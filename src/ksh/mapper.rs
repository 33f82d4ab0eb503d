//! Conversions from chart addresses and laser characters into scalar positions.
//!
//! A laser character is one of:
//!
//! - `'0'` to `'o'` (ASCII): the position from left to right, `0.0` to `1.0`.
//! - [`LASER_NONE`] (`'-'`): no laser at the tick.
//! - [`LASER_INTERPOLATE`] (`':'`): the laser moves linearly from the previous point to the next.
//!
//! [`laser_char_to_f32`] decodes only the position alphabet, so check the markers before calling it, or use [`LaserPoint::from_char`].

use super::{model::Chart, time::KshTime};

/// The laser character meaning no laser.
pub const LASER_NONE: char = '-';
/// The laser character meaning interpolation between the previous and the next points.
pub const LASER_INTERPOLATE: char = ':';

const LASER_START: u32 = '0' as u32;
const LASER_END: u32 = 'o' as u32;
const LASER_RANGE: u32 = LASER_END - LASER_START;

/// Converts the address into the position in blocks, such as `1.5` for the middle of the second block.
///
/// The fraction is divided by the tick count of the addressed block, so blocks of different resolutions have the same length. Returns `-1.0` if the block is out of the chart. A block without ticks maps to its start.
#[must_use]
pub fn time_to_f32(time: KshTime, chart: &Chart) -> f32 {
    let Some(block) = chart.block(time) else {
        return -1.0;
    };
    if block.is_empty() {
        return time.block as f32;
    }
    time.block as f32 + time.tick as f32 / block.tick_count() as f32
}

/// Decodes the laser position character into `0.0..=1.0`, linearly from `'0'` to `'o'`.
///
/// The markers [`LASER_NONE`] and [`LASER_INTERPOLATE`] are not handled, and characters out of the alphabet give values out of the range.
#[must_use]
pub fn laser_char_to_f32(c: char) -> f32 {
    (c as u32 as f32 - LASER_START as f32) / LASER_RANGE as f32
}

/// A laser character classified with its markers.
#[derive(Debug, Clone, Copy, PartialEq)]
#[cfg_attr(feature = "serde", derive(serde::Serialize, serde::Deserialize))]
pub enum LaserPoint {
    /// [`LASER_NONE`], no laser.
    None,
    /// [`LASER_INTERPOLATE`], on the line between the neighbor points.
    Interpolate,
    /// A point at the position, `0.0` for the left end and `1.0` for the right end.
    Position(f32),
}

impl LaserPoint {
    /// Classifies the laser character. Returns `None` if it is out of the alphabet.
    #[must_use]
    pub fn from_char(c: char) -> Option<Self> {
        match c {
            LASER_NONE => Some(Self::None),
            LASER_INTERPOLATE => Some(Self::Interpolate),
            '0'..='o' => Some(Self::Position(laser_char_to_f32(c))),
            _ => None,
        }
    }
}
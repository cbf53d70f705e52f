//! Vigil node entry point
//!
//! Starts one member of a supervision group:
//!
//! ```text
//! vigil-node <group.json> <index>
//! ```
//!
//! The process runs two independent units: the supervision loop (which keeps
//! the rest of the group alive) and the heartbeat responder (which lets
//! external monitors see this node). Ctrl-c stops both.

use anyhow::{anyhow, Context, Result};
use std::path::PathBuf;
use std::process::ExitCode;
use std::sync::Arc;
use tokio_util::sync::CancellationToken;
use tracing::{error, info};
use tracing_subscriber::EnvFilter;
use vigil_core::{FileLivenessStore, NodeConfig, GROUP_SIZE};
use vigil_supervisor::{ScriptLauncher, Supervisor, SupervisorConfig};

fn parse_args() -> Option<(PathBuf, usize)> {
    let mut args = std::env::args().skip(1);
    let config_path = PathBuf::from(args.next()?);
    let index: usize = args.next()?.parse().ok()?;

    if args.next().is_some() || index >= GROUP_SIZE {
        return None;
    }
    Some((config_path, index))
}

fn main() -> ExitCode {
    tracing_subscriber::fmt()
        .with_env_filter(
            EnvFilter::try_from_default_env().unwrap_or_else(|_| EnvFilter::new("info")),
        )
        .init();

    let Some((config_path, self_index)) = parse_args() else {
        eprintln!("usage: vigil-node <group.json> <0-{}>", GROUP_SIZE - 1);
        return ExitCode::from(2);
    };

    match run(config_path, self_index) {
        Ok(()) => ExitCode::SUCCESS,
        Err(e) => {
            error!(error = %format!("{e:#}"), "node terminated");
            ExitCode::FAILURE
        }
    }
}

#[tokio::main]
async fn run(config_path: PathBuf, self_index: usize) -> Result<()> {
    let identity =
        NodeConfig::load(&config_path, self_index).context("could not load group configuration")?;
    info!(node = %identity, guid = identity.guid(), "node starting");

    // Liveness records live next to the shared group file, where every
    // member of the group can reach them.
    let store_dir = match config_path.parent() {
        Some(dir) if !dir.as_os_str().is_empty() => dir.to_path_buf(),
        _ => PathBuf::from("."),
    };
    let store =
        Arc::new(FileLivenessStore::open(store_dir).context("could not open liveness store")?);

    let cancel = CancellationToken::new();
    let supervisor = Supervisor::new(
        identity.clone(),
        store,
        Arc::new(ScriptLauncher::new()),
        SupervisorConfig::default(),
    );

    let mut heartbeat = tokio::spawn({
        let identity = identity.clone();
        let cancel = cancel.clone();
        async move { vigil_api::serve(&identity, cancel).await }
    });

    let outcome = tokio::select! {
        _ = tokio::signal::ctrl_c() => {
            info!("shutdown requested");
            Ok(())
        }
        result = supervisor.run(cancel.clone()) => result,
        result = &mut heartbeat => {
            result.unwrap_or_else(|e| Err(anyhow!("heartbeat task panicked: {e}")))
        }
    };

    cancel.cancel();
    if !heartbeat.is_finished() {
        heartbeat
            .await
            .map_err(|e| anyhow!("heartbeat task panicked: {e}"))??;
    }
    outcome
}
═══
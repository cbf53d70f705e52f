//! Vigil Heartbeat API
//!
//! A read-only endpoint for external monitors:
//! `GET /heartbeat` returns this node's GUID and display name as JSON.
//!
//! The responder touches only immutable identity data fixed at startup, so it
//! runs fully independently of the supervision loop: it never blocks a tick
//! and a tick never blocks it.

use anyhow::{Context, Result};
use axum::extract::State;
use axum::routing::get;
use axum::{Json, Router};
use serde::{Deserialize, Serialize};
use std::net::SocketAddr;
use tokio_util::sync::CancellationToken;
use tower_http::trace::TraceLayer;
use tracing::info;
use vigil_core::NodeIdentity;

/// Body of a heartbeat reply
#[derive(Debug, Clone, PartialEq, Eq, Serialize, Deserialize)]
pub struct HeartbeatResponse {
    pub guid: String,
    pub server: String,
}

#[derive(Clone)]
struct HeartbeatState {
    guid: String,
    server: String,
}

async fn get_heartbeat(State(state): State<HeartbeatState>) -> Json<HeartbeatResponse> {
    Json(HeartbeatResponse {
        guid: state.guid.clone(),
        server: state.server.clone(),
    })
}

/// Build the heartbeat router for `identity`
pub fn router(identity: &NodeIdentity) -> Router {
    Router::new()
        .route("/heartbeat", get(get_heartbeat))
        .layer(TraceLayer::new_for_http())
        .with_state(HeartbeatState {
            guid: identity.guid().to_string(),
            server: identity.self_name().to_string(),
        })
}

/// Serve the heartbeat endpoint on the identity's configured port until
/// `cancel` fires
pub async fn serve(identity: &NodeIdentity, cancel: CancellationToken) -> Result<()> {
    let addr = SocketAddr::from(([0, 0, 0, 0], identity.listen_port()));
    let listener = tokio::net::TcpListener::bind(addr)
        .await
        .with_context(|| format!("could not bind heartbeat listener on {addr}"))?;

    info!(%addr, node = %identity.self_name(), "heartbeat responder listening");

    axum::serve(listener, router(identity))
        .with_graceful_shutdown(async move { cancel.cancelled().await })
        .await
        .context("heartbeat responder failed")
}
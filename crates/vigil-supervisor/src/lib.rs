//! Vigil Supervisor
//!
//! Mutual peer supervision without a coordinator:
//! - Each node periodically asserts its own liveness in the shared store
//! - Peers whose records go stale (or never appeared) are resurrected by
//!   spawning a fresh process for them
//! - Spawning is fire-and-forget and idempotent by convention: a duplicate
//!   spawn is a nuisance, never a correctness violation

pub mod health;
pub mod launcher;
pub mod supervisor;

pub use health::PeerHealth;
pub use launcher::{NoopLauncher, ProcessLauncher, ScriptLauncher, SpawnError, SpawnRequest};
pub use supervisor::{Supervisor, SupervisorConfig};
═══
== To do ==
Pull every line containing the word "runs" out of the material and copy it.

== Solution for this task ==
//! The process runs two independent units: the supervision loop (which keeps
//! runs fully independently of the supervision loop: it never blocks a tick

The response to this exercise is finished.